At the checkpoint they gave us some new instructions (street names to remember to turn on) which we taped to the dashboard so we would hopefully remember to turn on those streets when/if we saw them. The rallye personnel also gave us something else (the best part according to my thirteen year old navigator): candy! Luckily for us he quickly began to stuff his face with his new treat and accidentally found hidden inside of some of the candy wrappers more supplemental instructions, tricky, tricky. Using the information hidden inside the candy scored us more course markers, thus earning us a higher score on the rallye (and ironically a candy induced stomach ache for my young navigator).
We only had one unscheduled pit stop during the event which was due to my son sucking down more ounces of fluids than his bladder could hold. We stopped at a gas station, took care of business, checked our notes, made sure we were on course and then headed toward the finish. At the finish (which was at a local pizza parlor where a lot of beer and bench racing, or should I say bench rallying, was conducted), the rallye masters tallied our score sheet and then handed out trophies to the top finishers in each class.

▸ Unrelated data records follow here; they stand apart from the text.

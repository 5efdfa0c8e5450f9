// Copyright 2022 The Fuchsia Authors. All rights reserved.
// Use of this source code is governed by a BSD-style license that can be
// found in the LICENSE file.

//! Error types used across the trust repository engine.

use std::path::PathBuf;

use crate::lockfile::LockfileCreateError;
use crate::metadata::Role;

/// Alias for `Result` with this crate's [`Error`] type.
pub type Result<T, E = Error> = std::result::Result<T, E>;

/// Error type for all repository operations.
#[derive(thiserror::Error, Debug)]
#[non_exhaustive]
pub enum Error {
    /// Key material for a role could not be generated or written to the key
    /// directory.
    #[error("generating key for role {role}")]
    KeyGeneration {
        /// The role whose key could not be produced.
        role: Role,
        /// The underlying filesystem error.
        #[source]
        source: std::io::Error,
    },

    /// A sealed private key could not be opened with the supplied passphrase.
    #[error("invalid passphrase for role {role}")]
    InvalidPassphrase {
        /// The role whose key was being opened.
        role: Role,
    },

    /// No key material exists on disk for the role.
    #[error("no key for role {role} under {}", path.display())]
    KeyNotFound {
        /// The role whose key was requested.
        role: Role,
        /// The key directory that was searched.
        path: PathBuf,
    },

    /// A role name outside the fixed root/targets/snapshot/timestamp set.
    #[error("unknown role {0:?}")]
    UnknownRole(String),

    /// Repository initialization failed part way through assigning role keys.
    /// The repository must not be used; files already written are left on
    /// disk for inspection.
    #[error("initializing the {role} role failed, repository is not usable")]
    PartialInitialization {
        /// The role whose initialization failed.
        role: Role,
        /// The error that interrupted initialization.
        #[source]
        source: Box<Error>,
    },

    /// Another publisher holds the repository lock.
    #[error("repository is locked by another publisher")]
    RepositoryLocked {
        /// Details about the lock owner.
        #[source]
        source: LockfileCreateError,
    },

    /// The metadata staged for publication is not strictly newer than what is
    /// already live; the repository advanced underneath this publisher.
    #[error("stale publish of {role}: staged version {staged} against live version {live}")]
    VersionConflict {
        /// The conflicting role.
        role: Role,
        /// The version this publisher staged.
        staged: u32,
        /// The version currently live.
        live: u32,
    },

    /// The atomic promotion of staged metadata could not complete. The live
    /// metadata directory is unchanged.
    #[error("promoting staged metadata")]
    PromotionFailed {
        /// The underlying filesystem error.
        #[source]
        source: std::io::Error,
    },

    /// Signature verification of a metadata document failed.
    #[error("signature verification failure: {0}")]
    VerificationFailure(String),

    /// A cryptographic primitive failed.
    #[error("crypto operation failed: {0}")]
    Crypto(String),

    /// An argument or on-disk document was structurally invalid.
    #[error("illegal argument: {0}")]
    IllegalArgument(String),

    /// Metadata could not be serialized or deserialized.
    #[error("metadata encoding")]
    Encoding(#[from] serde_json::Error),

    /// An IO error that is not covered by a more specific variant.
    #[error(transparent)]
    Io(#[from] std::io::Error),
}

The El Dorado Touring Club does a great job with their trophies and they hand out a plaque for each podium finishing driver and navigator. Pretty cool since if they only handed out one trophy teams would either have to Roe-Sham-Boe to see who gets to take "glory" home (the driver or the navigator), or run that sucker through a band saw and split it in half. Half of a first place trophy just doesn't look quite right hanging on the wall.